[Stored data entries]
☆ ☆ ☆ ☆

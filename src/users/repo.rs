use axum::async_trait;
use serde::{Deserialize, Serialize};
use sqlx::{types::Json, FromRow, PgPool};

/// Health profile for one registered user, keyed by email.
#[derive(Debug, Clone, PartialEq, Serialize, Deserialize)]
pub struct UserProfile {
    pub email: String,
    pub height_cm: f64,
    pub weight_kg: f64,
    pub age: i32,
    pub physical_activity: String,
    pub gender: String,
    pub comorbidities: Vec<String>,
    pub preferences: String,
}

impl UserProfile {
    /// Neutral defaults used when a scan arrives for an email nobody
    /// registered. Kept in one place so every path synthesizes the same
    /// profile.
    pub fn default_for(email: &str) -> Self {
        Self {
            email: email.to_string(),
            height_cm: 170.0,
            weight_kg: 70.0,
            age: 35,
            physical_activity: "Moderate".into(),
            gender: "Unspecified".into(),
            comorbidities: Vec::new(),
            preferences: String::new(),
        }
    }
}

#[derive(Debug, FromRow)]
struct ProfileRow {
    email: String,
    height_cm: f64,
    weight_kg: f64,
    age: i32,
    physical_activity: String,
    gender: String,
    comorbidities: Json<Vec<String>>,
    preferences: String,
}

impl From<ProfileRow> for UserProfile {
    fn from(row: ProfileRow) -> Self {
        Self {
            email: row.email,
            height_cm: row.height_cm,
            weight_kg: row.weight_kg,
            age: row.age,
            physical_activity: row.physical_activity,
            gender: row.gender,
            comorbidities: row.comorbidities.0,
            preferences: row.preferences,
        }
    }
}

#[async_trait]
pub trait ProfileStore: Send + Sync {
    async fn get(&self, email: &str) -> anyhow::Result<Option<UserProfile>>;
    async fn create(&self, profile: &UserProfile) -> anyhow::Result<()>;
    /// Full replacement. Returns false when no profile exists for the email.
    async fn update(&self, profile: &UserProfile) -> anyhow::Result<bool>;
    async fn list(&self) -> anyhow::Result<Vec<UserProfile>>;
}

pub struct PgProfileStore {
    db: PgPool,
}

impl PgProfileStore {
    pub fn new(db: PgPool) -> Self {
        Self { db }
    }
}

#[async_trait]
impl ProfileStore for PgProfileStore {
    async fn get(&self, email: &str) -> anyhow::Result<Option<UserProfile>> {
        let row = sqlx::query_as::<_, ProfileRow>(
            r#"
            SELECT email, height_cm, weight_kg, age, physical_activity, gender,
                   comorbidities, preferences
            FROM profiles
            WHERE email = $1
            "#,
        )
        .bind(email)
        .fetch_optional(&self.db)
        .await?;
        Ok(row.map(UserProfile::from))
    }

    async fn create(&self, profile: &UserProfile) -> anyhow::Result<()> {
        sqlx::query(
            r#"
            INSERT INTO profiles (email, height_cm, weight_kg, age, physical_activity,
                                  gender, comorbidities, preferences)
            VALUES ($1, $2, $3, $4, $5, $6, $7, $8)
            "#,
        )
        .bind(&profile.email)
        .bind(profile.height_cm)
        .bind(profile.weight_kg)
        .bind(profile.age)
        .bind(&profile.physical_activity)
        .bind(&profile.gender)
        .bind(Json(&profile.comorbidities))
        .bind(&profile.preferences)
        .execute(&self.db)
        .await?;
        Ok(())
    }

    async fn update(&self, profile: &UserProfile) -> anyhow::Result<bool> {
        let result = sqlx::query(
            r#"
            UPDATE profiles
            SET height_cm = $2, weight_kg = $3, age = $4, physical_activity = $5,
                gender = $6, comorbidities = $7, preferences = $8
            WHERE email = $1
            "#,
        )
        .bind(&profile.email)
        .bind(profile.height_cm)
        .bind(profile.weight_kg)
        .bind(profile.age)
        .bind(&profile.physical_activity)
        .bind(&profile.gender)
        .bind(Json(&profile.comorbidities))
        .bind(&profile.preferences)
        .execute(&self.db)
        .await?;
        Ok(result.rows_affected() > 0)
    }

    async fn list(&self) -> anyhow::Result<Vec<UserProfile>> {
        let rows = sqlx::query_as::<_, ProfileRow>(
            r#"
            SELECT email, height_cm, weight_kg, age, physical_activity, gender,
                   comorbidities, preferences
            FROM profiles
            ORDER BY email
            "#,
        )
        .fetch_all(&self.db)
        .await?;
        Ok(rows.into_iter().map(UserProfile::from).collect())
    }
}

#[cfg(test)]
mod tests {
    use super::*;

    #[test]
    fn default_profile_is_neutral() {
        let profile = UserProfile::default_for("new@example.com");
        assert_eq!(profile.email, "new@example.com");
        assert_eq!(profile.height_cm, 170.0);
        assert_eq!(profile.weight_kg, 70.0);
        assert_eq!(profile.age, 35);
        assert_eq!(profile.physical_activity, "Moderate");
        assert_eq!(profile.gender, "Unspecified");
        assert!(profile.comorbidities.is_empty());
        assert!(profile.preferences.is_empty());
    }

    #[test]
    fn row_mapping_unwraps_comorbidities() {
        let row = ProfileRow {
            email: "a@b.c".into(),
            height_cm: 180.0,
            weight_kg: 82.5,
            age: 41,
            physical_activity: "High".into(),
            gender: "Male".into(),
            comorbidities: Json(vec!["diabetes".into(), "hypertension".into()]),
            preferences: "low sugar".into(),
        };
        let profile = UserProfile::from(row);
        assert_eq!(profile.comorbidities, vec!["diabetes", "hypertension"]);
        assert_eq!(profile.preferences, "low sugar");
    }
}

☆ ☆ ☆ ☆

- PROMPT
Reproduce the entries exactly as they appear.

- REPLY TO THE TASK
filename src/users/repo.rs
use axum::async_trait;
use serde::{Deserialize, Serialize};
use sqlx::{types::Json, FromRow, PgPool};

/// Health profile for one registered user, keyed by email.
#[derive(Debug, Clone, PartialEq, Serialize, Deserialize)]
pub struct UserProfile {
    pub email: String,
    pub height_cm: f64,
    pub weight_kg: f64,
    pub age: i32,
    pub physical_activity: String,
    pub gender: String,
    pub comorbidities: Vec<String>,
    pub preferences: String,
}

impl UserProfile {
    /// Neutral defaults used when a scan arrives for an email nobody
    /// registered. Kept in one place so every path synthesizes the same
    /// profile.
    pub fn default_for(email: &str) -> Self {
        Self {
            email: email.to_string(),
            height_cm: 170.0,
            weight_kg: 70.0,
            age: 35,
            physical_activity: "Moderate".into(),
            gender: "Unspecified".into(),
            comorbidities: Vec::new(),
            preferences: String::new(),
        }
    }
}

#[derive(Debug, FromRow)]
struct ProfileRow {
    email: String,
    height_cm: f64,
    weight_kg: f64,
    age: i32,
    physical_activity: String,
    gender: String,
    comorbidities: Json<Vec<String>>,
    preferences: String,
}

impl From<ProfileRow> for UserProfile {
    fn from(row: ProfileRow) -> Self {
        Self {
            email: row.email,
            height_cm: row.height_cm,
            weight_kg: row.weight_kg,
            age: row.age,
            physical_activity: row.physical_activity,
            gender: row.gender,
            comorbidities: row.comorbidities.0,
            preferences: row.preferences,
        }
    }
}

#[async_trait]
pub trait ProfileStore: Send + Sync {
    async fn get(&self, email: &str) -> anyhow::Result<Option<UserProfile>>;
    async fn create(&self, profile: &UserProfile) -> anyhow::Result<()>;
    /// Full replacement. Returns false when no profile exists for the email.
    async fn update(&self, profile: &UserProfile) -> anyhow::Result<bool>;
    async fn list(&self) -> anyhow::Result<Vec<UserProfile>>;
}

pub struct PgProfileStore {
    db: PgPool,
}

impl PgProfileStore {
    pub fn new(db: PgPool) -> Self {
        Self { db }
    }
}

#[async_trait]
impl ProfileStore for PgProfileStore {
    async fn get(&self, email: &str) -> anyhow::Result<Option<UserProfile>> {
        let row = sqlx::query_as::<_, ProfileRow>(
            r#"
            SELECT email, height_cm, weight_kg, age, physical_activity, gender,
                   comorbidities, preferences
            FROM profiles
            WHERE email = $1
            "#,
        )
        .bind(email)
        .fetch_optional(&self.db)
        .await?;
        Ok(row.map(UserProfile::from))
    }

    async fn create(&self, profile: &UserProfile) -> anyhow::Result<()> {
        sqlx::query(
            r#"
            INSERT INTO profiles (email, height_cm, weight_kg, age, physical_activity,
                                  gender, comorbidities, preferences)
            VALUES ($1, $2, $3, $4, $5, $6, $7, $8)
            "#,
        )
        .bind(&profile.email)
        .bind(profile.height_cm)
        .bind(profile.weight_kg)
        .bind(profile.age)
        .bind(&profile.physical_activity)
        .bind(&profile.gender)
        .bind(Json(&profile.comorbidities))
        .bind(&profile.preferences)
        .execute(&self.db)
        .await?;
        Ok(())
    }

    async fn update(&self, profile: &UserProfile) -> anyhow::Result<bool> {
        let result = sqlx::query(
            r#"
            UPDATE profiles
            SET height_cm = $2, weight_kg = $3, age = $4, physical_activity = $5,
                gender = $6, comorbidities = $7, preferences = $8
            WHERE email = $1
            "#,
        )
        .bind(&profile.email)
        .bind(profile.height_cm)
        .bind(profile.weight_kg)
        .bind(profile.age)
        .bind(&profile.physical_activity)
        .bind(&profile.gender)
        .bind(Json(&profile.comorbidities))
        .bind(&profile.preferences)
        .execute(&self.db)
        .await?;
        Ok(result.rows_affected() > 0)
    }

    async fn list(&self) -> anyhow::Result<Vec<UserProfile>> {
        let rows = sqlx::query_as::<_, ProfileRow>(
            r#"
            SELECT email, height_cm, weight_kg, age, physical_activity, gender,
                   comorbidities, preferences
            FROM profiles
            ORDER BY email
            "#,
        )
        .fetch_all(&self.db)
        .await?;
        Ok(rows.into_iter().map(UserProfile::from).collect())
    }
}

#[cfg(test)]
mod tests {
    use super::*;

    #[test]
    fn default_profile_is_neutral() {
        let profile = UserProfile::default_for("new@example.com");
        assert_eq!(profile.email, "new@example.com");
        assert_eq!(profile.height_cm, 170.0);
        assert_eq!(profile.weight_kg, 70.0);
        assert_eq!(profile.age, 35);
        assert_eq!(profile.physical_activity, "Moderate");
        assert_eq!(profile.gender, "Unspecified");
        assert!(profile.comorbidities.is_empty());
        assert!(profile.preferences.is_empty());
    }

    #[test]
    fn row_mapping_unwraps_comorbidities() {
        let row = ProfileRow {
            email: "a@b.c".into(),
            height_cm: 180.0,
            weight_kg: 82.5,
            age: 41,
            physical_activity: "High".into(),
            gender: "Male".into(),
            comorbidities: Json(vec!["diabetes".into(), "hypertension".into()]),
            preferences: "low sugar".into(),
        };
        let profile = UserProfile::from(row);
        assert_eq!(profile.comorbidities, vec!["diabetes", "hypertension"]);
        assert_eq!(profile.preferences, "low sugar");
    }
}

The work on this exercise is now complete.